**WHAT TO WORK ON:**
Compute how many lines in the entries below contain "particles", and output nothing but the number.

**RECORD EXCERPTS:**

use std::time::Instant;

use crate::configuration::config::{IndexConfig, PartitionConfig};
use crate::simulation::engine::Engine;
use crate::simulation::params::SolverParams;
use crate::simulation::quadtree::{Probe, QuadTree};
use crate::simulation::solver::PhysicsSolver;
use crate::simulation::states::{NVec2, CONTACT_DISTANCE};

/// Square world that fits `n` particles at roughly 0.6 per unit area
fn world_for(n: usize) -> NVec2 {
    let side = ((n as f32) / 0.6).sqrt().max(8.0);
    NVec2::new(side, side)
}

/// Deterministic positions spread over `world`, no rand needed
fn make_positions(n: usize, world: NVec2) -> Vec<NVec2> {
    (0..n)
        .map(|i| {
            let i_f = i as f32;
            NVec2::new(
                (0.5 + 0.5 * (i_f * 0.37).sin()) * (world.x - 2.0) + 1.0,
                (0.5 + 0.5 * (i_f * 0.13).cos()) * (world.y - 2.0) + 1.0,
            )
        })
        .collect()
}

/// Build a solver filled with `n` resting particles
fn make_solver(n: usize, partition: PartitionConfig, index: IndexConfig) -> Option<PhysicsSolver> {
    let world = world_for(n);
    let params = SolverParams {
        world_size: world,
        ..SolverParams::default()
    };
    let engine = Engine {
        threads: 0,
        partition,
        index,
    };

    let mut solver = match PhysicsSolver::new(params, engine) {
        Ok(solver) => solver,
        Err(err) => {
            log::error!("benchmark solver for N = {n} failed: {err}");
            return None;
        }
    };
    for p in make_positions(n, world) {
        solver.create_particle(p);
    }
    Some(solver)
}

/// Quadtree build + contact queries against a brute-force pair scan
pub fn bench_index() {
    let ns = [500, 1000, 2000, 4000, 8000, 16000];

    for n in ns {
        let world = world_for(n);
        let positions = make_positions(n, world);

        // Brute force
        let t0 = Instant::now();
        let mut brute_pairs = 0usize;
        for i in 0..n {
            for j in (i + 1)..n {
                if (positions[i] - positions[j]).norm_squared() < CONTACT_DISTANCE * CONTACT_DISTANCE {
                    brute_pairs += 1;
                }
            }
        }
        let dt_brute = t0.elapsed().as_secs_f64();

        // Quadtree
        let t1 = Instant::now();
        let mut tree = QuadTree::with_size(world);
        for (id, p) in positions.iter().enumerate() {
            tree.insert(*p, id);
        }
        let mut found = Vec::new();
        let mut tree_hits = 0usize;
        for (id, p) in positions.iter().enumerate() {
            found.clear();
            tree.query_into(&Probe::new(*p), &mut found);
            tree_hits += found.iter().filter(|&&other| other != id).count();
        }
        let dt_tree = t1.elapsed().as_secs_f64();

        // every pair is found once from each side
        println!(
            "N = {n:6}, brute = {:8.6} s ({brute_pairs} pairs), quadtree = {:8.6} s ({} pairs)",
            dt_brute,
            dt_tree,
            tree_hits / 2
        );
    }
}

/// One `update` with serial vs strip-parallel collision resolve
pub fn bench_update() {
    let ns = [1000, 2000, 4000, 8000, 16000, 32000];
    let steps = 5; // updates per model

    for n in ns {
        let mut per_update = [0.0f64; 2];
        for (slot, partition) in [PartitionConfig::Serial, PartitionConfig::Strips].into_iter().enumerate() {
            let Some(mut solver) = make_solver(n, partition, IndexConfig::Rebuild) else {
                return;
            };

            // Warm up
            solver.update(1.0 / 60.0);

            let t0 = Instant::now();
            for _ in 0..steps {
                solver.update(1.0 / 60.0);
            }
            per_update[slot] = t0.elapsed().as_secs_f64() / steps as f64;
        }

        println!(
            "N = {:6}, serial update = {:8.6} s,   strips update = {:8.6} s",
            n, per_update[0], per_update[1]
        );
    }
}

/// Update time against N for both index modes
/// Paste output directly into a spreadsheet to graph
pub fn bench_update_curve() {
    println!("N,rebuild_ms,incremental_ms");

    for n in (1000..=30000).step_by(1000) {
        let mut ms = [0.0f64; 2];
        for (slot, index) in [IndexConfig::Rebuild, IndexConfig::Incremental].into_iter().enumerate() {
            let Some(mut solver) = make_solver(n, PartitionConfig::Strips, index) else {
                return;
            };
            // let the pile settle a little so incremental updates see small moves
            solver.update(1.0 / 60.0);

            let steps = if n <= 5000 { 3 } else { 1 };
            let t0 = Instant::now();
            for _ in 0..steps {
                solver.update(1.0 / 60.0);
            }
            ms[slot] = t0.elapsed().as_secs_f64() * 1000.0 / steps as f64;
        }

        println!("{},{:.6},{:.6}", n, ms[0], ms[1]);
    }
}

**OUTPUT OF THE EXERCISE:**
2